[Data items]

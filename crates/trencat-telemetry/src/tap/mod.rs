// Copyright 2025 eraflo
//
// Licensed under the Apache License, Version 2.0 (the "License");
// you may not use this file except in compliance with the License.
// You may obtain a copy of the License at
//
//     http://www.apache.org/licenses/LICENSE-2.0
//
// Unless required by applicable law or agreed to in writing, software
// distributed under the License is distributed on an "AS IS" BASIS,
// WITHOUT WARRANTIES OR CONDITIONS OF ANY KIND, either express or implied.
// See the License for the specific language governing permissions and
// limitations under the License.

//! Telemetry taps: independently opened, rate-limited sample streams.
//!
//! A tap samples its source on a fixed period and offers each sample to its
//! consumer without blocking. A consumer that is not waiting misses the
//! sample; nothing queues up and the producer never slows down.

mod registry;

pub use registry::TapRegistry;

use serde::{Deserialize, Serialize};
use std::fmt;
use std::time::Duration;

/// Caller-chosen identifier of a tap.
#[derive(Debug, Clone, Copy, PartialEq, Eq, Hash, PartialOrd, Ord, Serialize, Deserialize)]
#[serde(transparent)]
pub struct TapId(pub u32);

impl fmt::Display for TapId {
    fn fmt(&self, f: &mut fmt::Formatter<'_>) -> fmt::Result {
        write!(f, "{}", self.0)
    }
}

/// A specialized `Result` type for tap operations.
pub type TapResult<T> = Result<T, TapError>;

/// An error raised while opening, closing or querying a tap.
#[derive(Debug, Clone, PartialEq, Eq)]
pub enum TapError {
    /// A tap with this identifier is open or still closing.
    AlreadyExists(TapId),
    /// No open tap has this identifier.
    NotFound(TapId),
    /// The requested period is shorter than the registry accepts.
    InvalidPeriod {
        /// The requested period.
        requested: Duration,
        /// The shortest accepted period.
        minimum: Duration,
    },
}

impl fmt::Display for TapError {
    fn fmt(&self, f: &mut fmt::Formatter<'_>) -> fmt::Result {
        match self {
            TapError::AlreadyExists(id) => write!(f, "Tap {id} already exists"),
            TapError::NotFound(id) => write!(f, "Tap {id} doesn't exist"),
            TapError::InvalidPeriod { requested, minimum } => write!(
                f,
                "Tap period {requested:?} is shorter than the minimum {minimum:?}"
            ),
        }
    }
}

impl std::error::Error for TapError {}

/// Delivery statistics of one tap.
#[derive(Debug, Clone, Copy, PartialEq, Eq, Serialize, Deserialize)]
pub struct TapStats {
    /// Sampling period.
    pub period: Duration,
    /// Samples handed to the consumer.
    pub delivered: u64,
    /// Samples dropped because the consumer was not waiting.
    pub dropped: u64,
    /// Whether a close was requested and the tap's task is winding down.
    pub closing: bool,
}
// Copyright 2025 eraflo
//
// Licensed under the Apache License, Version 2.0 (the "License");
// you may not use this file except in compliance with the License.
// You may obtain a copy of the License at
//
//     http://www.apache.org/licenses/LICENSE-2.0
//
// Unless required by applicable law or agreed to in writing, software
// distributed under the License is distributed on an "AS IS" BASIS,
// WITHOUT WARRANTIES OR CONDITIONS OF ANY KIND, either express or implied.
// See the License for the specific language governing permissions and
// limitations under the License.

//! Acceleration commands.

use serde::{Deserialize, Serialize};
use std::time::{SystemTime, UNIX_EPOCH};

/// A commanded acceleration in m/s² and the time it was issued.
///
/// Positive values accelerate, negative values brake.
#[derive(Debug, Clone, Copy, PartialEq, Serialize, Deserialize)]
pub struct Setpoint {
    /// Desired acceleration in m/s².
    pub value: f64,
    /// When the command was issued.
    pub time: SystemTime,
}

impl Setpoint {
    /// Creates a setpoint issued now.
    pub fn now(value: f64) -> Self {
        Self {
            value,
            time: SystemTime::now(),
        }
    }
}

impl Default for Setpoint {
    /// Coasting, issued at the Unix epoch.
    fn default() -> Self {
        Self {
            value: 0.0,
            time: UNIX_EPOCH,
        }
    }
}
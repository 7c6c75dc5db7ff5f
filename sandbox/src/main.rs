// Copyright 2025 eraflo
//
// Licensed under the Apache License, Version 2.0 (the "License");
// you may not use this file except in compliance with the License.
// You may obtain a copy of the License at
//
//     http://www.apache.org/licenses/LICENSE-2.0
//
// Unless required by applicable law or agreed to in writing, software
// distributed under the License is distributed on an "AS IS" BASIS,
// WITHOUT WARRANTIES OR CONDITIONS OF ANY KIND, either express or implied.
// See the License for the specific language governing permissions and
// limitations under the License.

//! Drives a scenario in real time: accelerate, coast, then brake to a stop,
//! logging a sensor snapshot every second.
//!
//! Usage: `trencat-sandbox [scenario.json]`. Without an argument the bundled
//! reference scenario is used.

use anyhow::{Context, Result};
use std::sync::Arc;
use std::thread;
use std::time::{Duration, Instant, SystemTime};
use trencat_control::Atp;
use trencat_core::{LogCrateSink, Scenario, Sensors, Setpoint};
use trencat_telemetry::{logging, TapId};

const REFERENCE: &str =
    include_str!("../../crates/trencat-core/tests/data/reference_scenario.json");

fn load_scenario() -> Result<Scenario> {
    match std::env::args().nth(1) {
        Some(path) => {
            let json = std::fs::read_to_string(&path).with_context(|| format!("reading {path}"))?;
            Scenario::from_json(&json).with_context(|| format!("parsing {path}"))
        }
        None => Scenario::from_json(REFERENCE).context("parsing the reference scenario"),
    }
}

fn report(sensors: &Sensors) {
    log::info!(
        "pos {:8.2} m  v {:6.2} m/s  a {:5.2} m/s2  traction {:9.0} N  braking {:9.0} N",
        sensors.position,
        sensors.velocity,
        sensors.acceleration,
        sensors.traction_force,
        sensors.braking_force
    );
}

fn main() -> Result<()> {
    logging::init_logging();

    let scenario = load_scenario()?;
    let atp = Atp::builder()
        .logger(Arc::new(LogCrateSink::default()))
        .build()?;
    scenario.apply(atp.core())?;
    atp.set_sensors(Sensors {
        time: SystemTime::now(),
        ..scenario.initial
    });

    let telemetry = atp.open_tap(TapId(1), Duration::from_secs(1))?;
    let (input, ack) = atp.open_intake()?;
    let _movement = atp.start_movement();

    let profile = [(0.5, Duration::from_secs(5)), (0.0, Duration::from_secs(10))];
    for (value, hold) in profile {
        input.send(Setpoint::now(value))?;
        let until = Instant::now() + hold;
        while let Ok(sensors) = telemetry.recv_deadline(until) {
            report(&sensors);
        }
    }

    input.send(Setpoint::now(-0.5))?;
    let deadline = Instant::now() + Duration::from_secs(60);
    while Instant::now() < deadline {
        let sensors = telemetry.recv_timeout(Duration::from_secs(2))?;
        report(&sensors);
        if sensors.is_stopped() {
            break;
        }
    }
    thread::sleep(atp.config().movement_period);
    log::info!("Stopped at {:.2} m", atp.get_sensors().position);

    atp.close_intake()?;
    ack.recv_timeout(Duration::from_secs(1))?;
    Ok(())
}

● DIRECTIONS
Nothing should be returned except the lines from the one containing "input.send(Setpoint::now(value))?;" through the last line of the data, each restated word for word.

● RESULT BELOW
        input.send(Setpoint::now(value))?;
        let until = Instant::now() + hold;
        while let Ok(sensors) = telemetry.recv_deadline(until) {
            report(&sensors);
        }
    }

    input.send(Setpoint::now(-0.5))?;
    let deadline = Instant::now() + Duration::from_secs(60);
    while Instant::now() < deadline {
        let sensors = telemetry.recv_timeout(Duration::from_secs(2))?;
        report(&sensors);
        if sensors.is_stopped() {
            break;
        }
    }
    thread::sleep(atp.config().movement_period);
    log::info!("Stopped at {:.2} m", atp.get_sensors().position);

    atp.close_intake()?;
    ack.recv_timeout(Duration::from_secs(1))?;
    Ok(())
}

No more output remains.